Second, I think there’s a link between the decrease in death rate from heart disease and the minimal death rate decline from cancer even with all the increased testing and new treatments. As they say, “something’s gonna kill ya,” and in my opinion dying from cancer at 65 instead of from a heart attack at 55 is still a win. As a comparator in a disease area where no treatments have really worked to date, see the death rates from Alzheimer’s disease.
Third, I’m as bullish on cancer immunotherapy as the next guy, but it turns out that many tumors produce an immunosuppressive environment, where T cells and NK cells just don’t do their thing very well. You can immunize against mutated protein fragments presented by the MHC all you want, but in an immunosuppressive microenvironment I still don’t think you’ll see those sweet sweet CRs.

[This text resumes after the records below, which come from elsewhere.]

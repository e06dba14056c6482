//! A client session: the owner of variables, user functions, the event log
//! and the (lazily created) Lua context.
//!
//! Sessions are single-threaded and handed around as `Rc<Session>`; all
//! mutable state sits behind `RefCell`/`Cell` so that host functions called
//! from inside a running script can reach back into the session.

use std::cell::{Cell, RefCell};
use std::collections::BTreeMap;
use std::rc::Rc;

use mlua::Lua;

use crate::config::BridgeConfig;
use crate::error::{BridgeError, BridgeResult};
use crate::lua::{self, LuaContext};
use crate::var::VarStore;

/// Prefix put in front of every message on the error sink.
pub const ERROR_PREFIX: &str = "\x1b[1;31m#ERROR: ";

// ── SessionEvent ──────────────────────────────────────────────────────────

/// Something the session produced, in the order it happened.
#[derive(Debug, Clone, PartialEq, Eq)]
pub enum SessionEvent {
    /// A line for the user's screen.
    Output(String),
    /// A line for the user's screen reporting a failure.
    Error(String),
    /// A line sent to the world.
    Sent(String),
}

// ── Session ───────────────────────────────────────────────────────────────

pub struct Session {
    name: String,
    config: BridgeConfig,
    vars: RefCell<VarStore>,
    functions: RefCell<BTreeMap<String, String>>,
    events: RefCell<Vec<SessionEvent>>,
    lua: RefCell<Option<LuaContext>>,
    script_depth: Cell<usize>,
    closed: Cell<bool>,
}

impl Session {
    pub fn new(name: impl Into<String>, config: BridgeConfig) -> Rc<Self> {
        Rc::new(Self {
            name: name.into(),
            config,
            vars: RefCell::new(VarStore::new()),
            functions: RefCell::new(BTreeMap::new()),
            events: RefCell::new(Vec::new()),
            lua: RefCell::new(None),
            script_depth: Cell::new(0),
            closed: Cell::new(false),
        })
    }

    pub fn name(&self) -> &str {
        &self.name
    }

    pub fn config(&self) -> &BridgeConfig {
        &self.config
    }

    // ── Sinks ─────────────────────────────────────────────────────────────

    /// Show a line to the user.
    pub fn puts(&self, text: &str) {
        self.events.borrow_mut().push(SessionEvent::Output(text.to_owned()));
    }

    /// Show a failure to the user.
    pub fn show_error(&self, text: &str) {
        self.events
            .borrow_mut()
            .push(SessionEvent::Error(format!("{ERROR_PREFIX}{text}")));
    }

    /// Send a line to the world.
    pub fn send_line(&self, text: &str) {
        self.events.borrow_mut().push(SessionEvent::Sent(text.to_owned()));
    }

    /// Take every event produced so far.
    pub fn drain_events(&self) -> Vec<SessionEvent> {
        std::mem::take(&mut *self.events.borrow_mut())
    }

    pub fn output(&self) -> Vec<String> {
        self.collect(|e| match e {
            SessionEvent::Output(s) => Some(s),
            _ => None,
        })
    }

    pub fn errors(&self) -> Vec<String> {
        self.collect(|e| match e {
            SessionEvent::Error(s) => Some(s),
            _ => None,
        })
    }

    pub fn sent(&self) -> Vec<String> {
        self.collect(|e| match e {
            SessionEvent::Sent(s) => Some(s),
            _ => None,
        })
    }

    fn collect(&self, pick: impl Fn(&SessionEvent) -> Option<&String>) -> Vec<String> {
        self.events.borrow().iter().filter_map(pick).cloned().collect()
    }

    // ── Variables and functions ───────────────────────────────────────────

    pub fn set_var(&self, name: impl Into<String>, value: impl Into<String>) {
        self.vars.borrow_mut().set(name, value);
    }

    pub fn var(&self, name: &str) -> Option<String> {
        self.vars.borrow().get(name).map(str::to_owned)
    }

    pub fn unset_var(&self, name: &str) -> bool {
        self.vars.borrow_mut().unset(name)
    }

    /// Copy `vars` into the session, e.g. the ones a config file defines.
    pub fn import_vars(&self, vars: &VarStore) {
        self.vars.borrow_mut().merge(vars);
    }

    pub fn vars_snapshot(&self) -> VarStore {
        self.vars.borrow().clone()
    }

    pub fn set_function(&self, name: impl Into<String>, body: impl Into<String>) {
        self.functions.borrow_mut().insert(name.into(), body.into());
    }

    pub fn function(&self, name: &str) -> Option<String> {
        self.functions.borrow().get(name).cloned()
    }

    pub fn unset_function(&self, name: &str) -> bool {
        self.functions.borrow_mut().remove(name).is_some()
    }

    // ── Lua context ───────────────────────────────────────────────────────

    pub fn has_lua_context(&self) -> bool {
        self.lua.borrow().is_some()
    }

    /// A handle to the session's engine, if it has one.
    pub fn lua_handle(&self) -> Option<Lua> {
        self.lua.borrow().as_ref().map(|ctx| ctx.lua().clone())
    }

    pub fn with_lua_context<R>(&self, f: impl FnOnce(&LuaContext) -> R) -> Option<R> {
        self.lua.borrow().as_ref().map(f)
    }

    pub(crate) fn install_lua_context(&self, ctx: LuaContext) {
        *self.lua.borrow_mut() = Some(ctx);
    }

    pub(crate) fn take_lua_context(&self) -> Option<LuaContext> {
        self.lua.borrow_mut().take()
    }

    /// Stage `src` through buffer `slot` of this session's context and
    /// return the staged text.
    pub(crate) fn stage_text(&self, func: &'static str, slot: usize, src: &[u8]) -> BridgeResult<String> {
        let mut guard = self.lua.borrow_mut();
        let ctx = guard.as_mut().ok_or(BridgeError::SessionUnbound { func })?;
        Ok(ctx.buffers_mut().stage(slot, src))
    }

    pub fn script_depth(&self) -> usize {
        self.script_depth.get()
    }

    pub(crate) fn set_script_depth(&self, depth: usize) {
        self.script_depth.set(depth);
    }

    // ── Lifecycle ─────────────────────────────────────────────────────────

    pub fn is_closed(&self) -> bool {
        self.closed.get()
    }

    /// End the session: release the Lua context and ignore further input.
    pub fn close(&self) {
        if !self.closed.replace(true) {
            lua::destroy(self);
            tracing::debug!(session = %self.name, "session closed");
        }
    }
}

impl std::fmt::Debug for Session {
    fn fmt(&self, f: &mut std::fmt::Formatter<'_>) -> std::fmt::Result {
        f.debug_struct("Session")
            .field("name", &self.name)
            .field("lua", &self.has_lua_context())
            .field("script_depth", &self.script_depth.get())
            .field("closed", &self.closed.get())
            .finish()
    }
}

// ── Tests ─────────────────────────────────────────────────────────────────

Finally, even with all the regulatory barriers and misaligned incentives, pharma companies are still working on the best cancer therapy targets we know about. We (I work in pharma, so it’s “we”) certainly haven’t hung up the “Mission Accomplished” banner and moved on. While I expect continued insights about basic cancer biology to come from academic labs that receive public funding, future therapies will continue to arrive primarily from the private sector. The potential pecuniary reward for even incremental increases in cancer survival rate is high enough to keep key players interested.
You’re right, however, that some things are more likely to go wrong than others, and routine sequencing of tumors from each individual patient can help identify which treatments are most likely to help.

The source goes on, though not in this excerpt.